Suasana rumah yang tadinya dipenuhi ketengangan akhirnya menjadi tenang kembali. Aku memberikan Deborah sebotol antiseptik dan juga kain kasa, lalu menyuruhnya untuk mengobati lukanya sendiri. Setelah itu, aku pergi mengambil kain pel di dekat dapur untuk membersihkan darahnya yang berceceran di lantai. Bikin repot aja emang.
“Makasih banyak, Nael.” Ucap Deborah dengan nada lirih, sambil terlihat membalut lukanya menggunakan kain kasa.
Aku tidak merespon ucapannya itu dan membiarkan suasana rumah tetap sunyi untuk sementara waktu. Beberapa saat kemudian, aku melontarkan sebuah pertanyaan yang sudah melayang di benakku sejak awal kejadian ini. “Kenapa kau datang ke rumahku? Bukannya di luar sana ada banyak tempat yang bisa kau pilih untuk bersembunyi?”
Wajah Deborah perlahan berubah menjadi semakin murung setelah mendengar pertanyaan itu. “Itu karena aku terdesak.” Jawabnya dengan suara pelan yang terdengar sedikit tidak jelas. “Saat perjalanan menuju Bandara bersama beberapa temanku, tiba-tiba ada sebuah mobil polisi yang mengejar mobil kami dari arah belakang. Kami kemudian turun di sebuah gang sempit dan memutuskan untuk berpencar ke arah yang berbeda-beda. Hingga akhirnya, sampailah aku di sini untuk mencari perlindungan di rumahmu.”
“Wah, siapa sangka ternyata kau punya persekongkolan di luar sana.” Celetukku untuk menanggapi penjelasannya itu, sembari menyilangkan tangan di depan dada.
“Aku mohon izinkan aku tidur di sini untuk satu malam aja, Nael. Aku janji bakal pergi dari rumahmu besok pagi, bahkan sebelum matahari terbit.” Pintanya dengan nada dan juga tatapan mata yang memelas.

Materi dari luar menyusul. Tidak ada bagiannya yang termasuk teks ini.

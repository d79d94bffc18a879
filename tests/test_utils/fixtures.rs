//! Fixtures providing a [`Logger`] whose output lands in in-memory buffers, so
//! tests can assert on exactly what would reach stdout and stderr.

use percy_utils::test_utils::SharedBuf;
use percy_utils::{Color, Logger, LoggerConfig, SinkWriter, WriterStream};
use rstest::fixture;

/// A logger together with the buffers standing in for stdout and stderr.
pub struct Captured {
    pub logger: Logger,
    pub stdout: SharedBuf,
    pub stderr: SharedBuf,
}

/// Build a [`Captured`] logger with the given configuration.
pub fn captured_with(config: LoggerConfig) -> Captured {
    let stdout = SharedBuf::default();
    let stderr = SharedBuf::default();
    let sink = SinkWriter::new(
        Box::new(WriterStream::new(stdout.clone(), false)),
        Box::new(WriterStream::new(stderr.clone(), false)),
    );
    Captured {
        logger: Logger::with_sink(config, sink),
        stdout,
        stderr,
    }
}

/// A [`Captured`] logger with default configuration.
#[fixture]
pub fn captured() -> Captured {
    captured_with(LoggerConfig::new())
}

/// The `[percy]` label as printed outside debug mode, or with `ns` appended.
#[allow(dead_code)]
pub fn label(ns: Option<&str>) -> String {
    let text = match ns {
        Some(ns) => format!("percy:{ns}"),
        None => "percy".to_owned(),
    };
    format!("[{}]", Color::Magenta.paint(&text))
}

“Nggak ah. Mendiang istriku bakal marah besar kalau aku membiarkanmu nginep di rumah kami berdua.” BRAKKK! Tepat setelah aku menolak permintaannya, tiba-tiba ada seseorang yang mendobrak pintu kantorku dengan sangat kasar. Well, aku udah tahu siapa yang melakukan hal tersebut.
“Ini Kepolisian Daerah Andawana! Angkat tanganmu dan menyerah sekarang juga!” Yap, sesuai dugaan, Eka muncul dengan gagahnya sembari menodongkan pistol ke arah Deborah. Dia juga terlihat membawa dua orang polisi muda yang juga ikut mengangkat pistol masing-masing.
“Yah, selain itu, orang-orang di Kepolisian juga nggak bakal senang kalau aku melindungi buronan seperti kau.” Celetukku sembari menyunggingkan senyuman puas.
Deborah kemudian menoleh ke arahku dengan mata yang melotot, seolah baru menyadari bahwa aku sempat memanggil pihak kepolisian di sela-sela ketegangan tadi. “Kau… jangan-jangan…” Gerutunya dengan suara serak yang gemetaran.
“Benar sekali! Aku sempat menghubungi Eka sebelum menaruh handphone di meja TV tadi.” Ungkapku dengan nada congkak, sembari memandang Deborah dengan tatapan mata yang merendahkan.
“Nael, aku sempat bingung kenapa kau tiba-tiba ngirim lokasi rumahmu di WhatsApp. Tapi, sesaat kemudian, aku langsung sadar bahwa ini pasti ada hubungannya dengan Indah Deborah. Makanya aku langsung datang ke sini untuk memastikan dugaanku itu.” Ujar Eka menambahkan dengan senyuman dingin yang terlihat puas.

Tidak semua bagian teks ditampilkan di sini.